> **WHAT IS BEING ASKED**: Return, from the data that follows, each line that holds the word "tracing".

> **THE DATA**:
════════════════════
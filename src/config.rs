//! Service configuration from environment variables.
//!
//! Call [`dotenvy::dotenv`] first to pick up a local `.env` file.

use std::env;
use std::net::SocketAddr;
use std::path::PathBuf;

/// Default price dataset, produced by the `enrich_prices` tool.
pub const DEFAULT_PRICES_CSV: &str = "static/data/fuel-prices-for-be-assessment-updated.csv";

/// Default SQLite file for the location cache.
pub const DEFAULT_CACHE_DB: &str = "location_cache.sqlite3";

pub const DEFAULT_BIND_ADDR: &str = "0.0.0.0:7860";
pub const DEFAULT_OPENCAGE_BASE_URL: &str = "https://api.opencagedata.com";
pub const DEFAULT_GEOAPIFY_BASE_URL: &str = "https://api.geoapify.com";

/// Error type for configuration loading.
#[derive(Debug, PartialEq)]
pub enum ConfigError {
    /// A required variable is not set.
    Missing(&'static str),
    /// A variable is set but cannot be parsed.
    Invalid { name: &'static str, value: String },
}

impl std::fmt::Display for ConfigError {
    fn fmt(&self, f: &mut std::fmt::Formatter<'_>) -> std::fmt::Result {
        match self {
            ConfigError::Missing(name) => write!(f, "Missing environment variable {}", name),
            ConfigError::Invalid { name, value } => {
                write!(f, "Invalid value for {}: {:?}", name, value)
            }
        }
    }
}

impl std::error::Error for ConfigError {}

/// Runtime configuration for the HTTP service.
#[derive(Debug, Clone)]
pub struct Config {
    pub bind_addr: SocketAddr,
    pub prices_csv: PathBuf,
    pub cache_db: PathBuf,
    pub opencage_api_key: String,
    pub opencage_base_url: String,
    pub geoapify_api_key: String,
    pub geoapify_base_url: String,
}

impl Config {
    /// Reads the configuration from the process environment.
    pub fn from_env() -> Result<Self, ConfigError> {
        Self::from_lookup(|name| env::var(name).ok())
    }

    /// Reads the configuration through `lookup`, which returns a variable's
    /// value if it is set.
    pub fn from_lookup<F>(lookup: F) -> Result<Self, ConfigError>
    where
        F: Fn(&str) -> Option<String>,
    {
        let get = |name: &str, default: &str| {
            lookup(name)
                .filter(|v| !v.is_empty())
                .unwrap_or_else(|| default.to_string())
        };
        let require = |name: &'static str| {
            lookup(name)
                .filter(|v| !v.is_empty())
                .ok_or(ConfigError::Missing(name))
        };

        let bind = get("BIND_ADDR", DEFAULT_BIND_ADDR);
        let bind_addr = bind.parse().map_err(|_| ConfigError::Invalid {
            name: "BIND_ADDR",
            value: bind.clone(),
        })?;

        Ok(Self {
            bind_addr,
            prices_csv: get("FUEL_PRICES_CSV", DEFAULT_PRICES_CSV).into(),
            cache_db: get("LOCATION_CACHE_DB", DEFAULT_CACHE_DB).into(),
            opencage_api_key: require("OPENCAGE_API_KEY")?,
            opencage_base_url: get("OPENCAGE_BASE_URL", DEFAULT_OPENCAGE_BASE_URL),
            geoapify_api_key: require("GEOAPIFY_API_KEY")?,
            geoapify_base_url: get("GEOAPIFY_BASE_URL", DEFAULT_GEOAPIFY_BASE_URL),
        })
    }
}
════════════════════
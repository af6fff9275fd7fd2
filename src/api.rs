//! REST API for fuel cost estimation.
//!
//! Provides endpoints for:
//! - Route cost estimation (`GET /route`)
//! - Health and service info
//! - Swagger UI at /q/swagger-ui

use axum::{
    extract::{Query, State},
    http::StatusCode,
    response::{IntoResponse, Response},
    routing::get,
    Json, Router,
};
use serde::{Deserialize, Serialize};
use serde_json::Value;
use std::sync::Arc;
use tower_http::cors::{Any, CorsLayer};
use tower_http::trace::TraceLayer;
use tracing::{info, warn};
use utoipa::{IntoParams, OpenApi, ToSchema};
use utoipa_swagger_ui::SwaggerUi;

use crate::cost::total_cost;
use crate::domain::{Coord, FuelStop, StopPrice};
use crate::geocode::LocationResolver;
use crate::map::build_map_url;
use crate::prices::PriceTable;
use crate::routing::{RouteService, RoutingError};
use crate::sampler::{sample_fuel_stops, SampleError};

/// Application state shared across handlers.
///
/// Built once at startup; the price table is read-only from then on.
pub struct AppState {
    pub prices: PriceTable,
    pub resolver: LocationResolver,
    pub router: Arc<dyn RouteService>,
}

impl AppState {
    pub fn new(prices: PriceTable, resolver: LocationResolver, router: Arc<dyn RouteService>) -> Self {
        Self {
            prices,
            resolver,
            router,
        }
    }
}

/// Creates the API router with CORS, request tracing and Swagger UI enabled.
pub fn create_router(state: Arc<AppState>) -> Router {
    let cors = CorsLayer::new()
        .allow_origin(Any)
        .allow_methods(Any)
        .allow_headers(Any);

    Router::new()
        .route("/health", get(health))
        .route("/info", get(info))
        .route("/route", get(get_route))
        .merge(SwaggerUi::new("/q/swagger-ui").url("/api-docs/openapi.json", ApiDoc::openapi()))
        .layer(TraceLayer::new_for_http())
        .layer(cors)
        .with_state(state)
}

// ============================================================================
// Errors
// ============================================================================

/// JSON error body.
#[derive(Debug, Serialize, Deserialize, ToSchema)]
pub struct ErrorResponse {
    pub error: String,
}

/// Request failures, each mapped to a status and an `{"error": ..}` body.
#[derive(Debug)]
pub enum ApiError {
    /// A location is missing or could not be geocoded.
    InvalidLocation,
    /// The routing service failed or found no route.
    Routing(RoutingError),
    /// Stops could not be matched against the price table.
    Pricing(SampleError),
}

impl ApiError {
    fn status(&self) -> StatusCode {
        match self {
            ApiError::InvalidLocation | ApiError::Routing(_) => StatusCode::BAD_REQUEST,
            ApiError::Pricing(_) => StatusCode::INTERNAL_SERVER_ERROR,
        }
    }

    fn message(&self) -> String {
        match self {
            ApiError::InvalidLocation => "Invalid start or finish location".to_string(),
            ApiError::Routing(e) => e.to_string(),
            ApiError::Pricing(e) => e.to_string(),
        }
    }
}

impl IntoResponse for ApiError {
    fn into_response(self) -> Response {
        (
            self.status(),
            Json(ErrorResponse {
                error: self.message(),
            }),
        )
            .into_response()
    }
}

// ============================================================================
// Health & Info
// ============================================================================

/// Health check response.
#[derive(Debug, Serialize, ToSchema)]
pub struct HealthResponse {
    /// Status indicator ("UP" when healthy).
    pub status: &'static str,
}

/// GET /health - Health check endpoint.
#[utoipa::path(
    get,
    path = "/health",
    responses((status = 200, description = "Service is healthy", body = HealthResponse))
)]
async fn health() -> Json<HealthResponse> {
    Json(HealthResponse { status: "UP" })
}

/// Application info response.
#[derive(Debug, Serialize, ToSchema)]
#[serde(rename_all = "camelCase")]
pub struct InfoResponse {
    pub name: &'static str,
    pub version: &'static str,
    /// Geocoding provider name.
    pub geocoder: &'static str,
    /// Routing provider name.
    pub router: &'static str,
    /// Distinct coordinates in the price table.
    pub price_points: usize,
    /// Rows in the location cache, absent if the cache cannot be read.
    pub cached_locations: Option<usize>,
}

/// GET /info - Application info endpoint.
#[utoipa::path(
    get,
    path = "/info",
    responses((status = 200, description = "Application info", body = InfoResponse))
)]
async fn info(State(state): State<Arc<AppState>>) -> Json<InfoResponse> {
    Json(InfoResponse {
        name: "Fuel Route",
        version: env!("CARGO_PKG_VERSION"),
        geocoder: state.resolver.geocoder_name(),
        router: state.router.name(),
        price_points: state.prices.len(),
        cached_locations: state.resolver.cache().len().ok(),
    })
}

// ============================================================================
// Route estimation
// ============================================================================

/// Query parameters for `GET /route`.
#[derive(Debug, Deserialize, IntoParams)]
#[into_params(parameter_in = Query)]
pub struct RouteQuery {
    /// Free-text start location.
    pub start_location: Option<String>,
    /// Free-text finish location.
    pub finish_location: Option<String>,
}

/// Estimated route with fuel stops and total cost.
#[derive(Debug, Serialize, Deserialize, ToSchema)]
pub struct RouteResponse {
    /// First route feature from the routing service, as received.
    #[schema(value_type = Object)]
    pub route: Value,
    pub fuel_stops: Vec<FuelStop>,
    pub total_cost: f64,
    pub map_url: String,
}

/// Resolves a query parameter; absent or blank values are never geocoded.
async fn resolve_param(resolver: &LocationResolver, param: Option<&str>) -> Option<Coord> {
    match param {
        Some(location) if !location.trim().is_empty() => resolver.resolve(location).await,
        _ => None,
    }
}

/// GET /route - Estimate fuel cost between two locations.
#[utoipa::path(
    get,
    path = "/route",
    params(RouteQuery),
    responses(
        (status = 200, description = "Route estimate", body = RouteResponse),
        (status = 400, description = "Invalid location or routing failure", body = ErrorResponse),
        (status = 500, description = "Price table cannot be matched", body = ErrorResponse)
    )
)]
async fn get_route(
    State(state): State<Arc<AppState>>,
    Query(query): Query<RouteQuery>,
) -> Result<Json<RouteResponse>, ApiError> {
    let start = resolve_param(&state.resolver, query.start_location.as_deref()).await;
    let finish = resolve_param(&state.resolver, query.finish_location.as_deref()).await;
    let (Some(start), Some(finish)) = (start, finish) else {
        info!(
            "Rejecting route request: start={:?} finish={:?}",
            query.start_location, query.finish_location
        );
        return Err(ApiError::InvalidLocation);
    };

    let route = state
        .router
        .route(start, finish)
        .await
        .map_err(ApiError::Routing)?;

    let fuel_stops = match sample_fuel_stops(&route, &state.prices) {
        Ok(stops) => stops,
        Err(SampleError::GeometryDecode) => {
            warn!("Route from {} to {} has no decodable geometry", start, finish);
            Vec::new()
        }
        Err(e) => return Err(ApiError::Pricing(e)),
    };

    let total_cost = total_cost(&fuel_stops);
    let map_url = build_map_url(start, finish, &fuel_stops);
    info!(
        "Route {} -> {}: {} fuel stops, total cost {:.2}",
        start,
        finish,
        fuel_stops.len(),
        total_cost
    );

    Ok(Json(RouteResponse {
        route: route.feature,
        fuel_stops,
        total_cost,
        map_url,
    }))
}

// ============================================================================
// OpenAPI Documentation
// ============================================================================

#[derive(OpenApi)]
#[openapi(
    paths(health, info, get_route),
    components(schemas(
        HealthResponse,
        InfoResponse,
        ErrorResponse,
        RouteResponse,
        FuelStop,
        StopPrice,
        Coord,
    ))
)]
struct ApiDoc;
════════════════════
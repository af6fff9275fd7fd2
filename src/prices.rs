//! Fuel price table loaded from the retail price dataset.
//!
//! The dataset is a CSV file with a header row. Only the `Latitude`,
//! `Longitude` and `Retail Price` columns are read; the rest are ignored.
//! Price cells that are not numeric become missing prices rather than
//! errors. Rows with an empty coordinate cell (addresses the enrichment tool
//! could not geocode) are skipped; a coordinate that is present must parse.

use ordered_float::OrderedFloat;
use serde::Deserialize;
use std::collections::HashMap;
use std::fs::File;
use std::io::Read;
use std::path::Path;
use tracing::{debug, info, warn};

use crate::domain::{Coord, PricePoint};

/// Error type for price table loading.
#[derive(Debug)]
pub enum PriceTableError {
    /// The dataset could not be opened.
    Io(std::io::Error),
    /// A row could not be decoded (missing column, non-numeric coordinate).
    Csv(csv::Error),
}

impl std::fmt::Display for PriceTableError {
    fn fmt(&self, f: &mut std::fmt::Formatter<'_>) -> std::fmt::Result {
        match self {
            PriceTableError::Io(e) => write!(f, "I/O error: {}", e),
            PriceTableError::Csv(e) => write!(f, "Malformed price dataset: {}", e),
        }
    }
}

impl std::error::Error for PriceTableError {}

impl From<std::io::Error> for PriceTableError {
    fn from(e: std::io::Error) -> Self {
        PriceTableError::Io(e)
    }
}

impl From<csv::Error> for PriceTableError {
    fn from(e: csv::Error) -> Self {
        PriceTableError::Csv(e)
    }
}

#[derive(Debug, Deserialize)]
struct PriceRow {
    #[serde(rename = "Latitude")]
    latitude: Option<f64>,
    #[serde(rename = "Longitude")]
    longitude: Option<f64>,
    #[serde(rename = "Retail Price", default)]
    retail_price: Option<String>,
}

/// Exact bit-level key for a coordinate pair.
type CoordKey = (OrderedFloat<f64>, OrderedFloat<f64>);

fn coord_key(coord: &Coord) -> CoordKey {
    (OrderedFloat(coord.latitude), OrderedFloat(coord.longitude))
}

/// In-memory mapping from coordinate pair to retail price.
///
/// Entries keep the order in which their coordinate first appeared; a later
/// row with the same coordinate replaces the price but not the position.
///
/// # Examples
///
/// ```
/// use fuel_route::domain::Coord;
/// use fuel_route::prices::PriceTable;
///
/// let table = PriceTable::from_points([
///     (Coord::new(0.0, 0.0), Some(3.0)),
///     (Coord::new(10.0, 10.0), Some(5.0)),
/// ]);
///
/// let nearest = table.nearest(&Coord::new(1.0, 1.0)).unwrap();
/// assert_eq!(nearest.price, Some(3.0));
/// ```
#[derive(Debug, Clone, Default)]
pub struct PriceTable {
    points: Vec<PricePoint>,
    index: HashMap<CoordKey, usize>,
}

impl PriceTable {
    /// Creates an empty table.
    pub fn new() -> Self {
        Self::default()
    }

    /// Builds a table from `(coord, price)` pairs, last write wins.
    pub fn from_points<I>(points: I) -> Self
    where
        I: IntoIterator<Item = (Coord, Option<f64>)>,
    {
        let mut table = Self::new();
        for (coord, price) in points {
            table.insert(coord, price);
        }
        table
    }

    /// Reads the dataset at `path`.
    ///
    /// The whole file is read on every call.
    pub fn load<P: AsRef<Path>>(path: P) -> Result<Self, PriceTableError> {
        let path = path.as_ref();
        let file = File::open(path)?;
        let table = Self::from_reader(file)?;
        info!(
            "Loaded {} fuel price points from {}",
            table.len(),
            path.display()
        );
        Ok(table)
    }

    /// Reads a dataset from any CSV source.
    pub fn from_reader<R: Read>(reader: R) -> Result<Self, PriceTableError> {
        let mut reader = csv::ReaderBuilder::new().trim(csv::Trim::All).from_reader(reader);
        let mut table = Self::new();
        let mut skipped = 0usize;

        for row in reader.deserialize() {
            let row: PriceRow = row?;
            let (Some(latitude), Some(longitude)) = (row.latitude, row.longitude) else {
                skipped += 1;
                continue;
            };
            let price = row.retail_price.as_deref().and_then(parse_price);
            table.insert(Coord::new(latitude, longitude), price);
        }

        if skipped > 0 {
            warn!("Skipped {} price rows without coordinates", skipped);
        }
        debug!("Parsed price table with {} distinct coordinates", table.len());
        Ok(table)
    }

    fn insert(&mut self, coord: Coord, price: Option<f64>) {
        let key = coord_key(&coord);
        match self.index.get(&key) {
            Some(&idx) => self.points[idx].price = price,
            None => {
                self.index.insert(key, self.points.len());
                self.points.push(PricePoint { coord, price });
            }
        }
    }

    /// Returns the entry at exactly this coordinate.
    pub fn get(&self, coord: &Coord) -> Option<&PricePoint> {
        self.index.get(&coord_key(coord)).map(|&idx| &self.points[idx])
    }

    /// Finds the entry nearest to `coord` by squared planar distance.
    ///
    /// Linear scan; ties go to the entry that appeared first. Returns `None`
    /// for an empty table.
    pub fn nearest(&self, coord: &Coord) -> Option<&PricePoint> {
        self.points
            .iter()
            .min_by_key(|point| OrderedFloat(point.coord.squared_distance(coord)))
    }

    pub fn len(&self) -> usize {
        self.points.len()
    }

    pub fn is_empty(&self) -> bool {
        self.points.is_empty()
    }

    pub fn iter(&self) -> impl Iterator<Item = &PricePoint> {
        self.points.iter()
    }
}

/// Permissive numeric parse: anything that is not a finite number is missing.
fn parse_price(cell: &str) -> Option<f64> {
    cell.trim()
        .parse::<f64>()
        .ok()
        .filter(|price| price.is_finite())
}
════════════════════
> **THE ANSWER**:
use tracing::{info, warn};
/// Creates the API router with CORS, request tracing and Swagger UI enabled.
use tracing::{debug, info, warn};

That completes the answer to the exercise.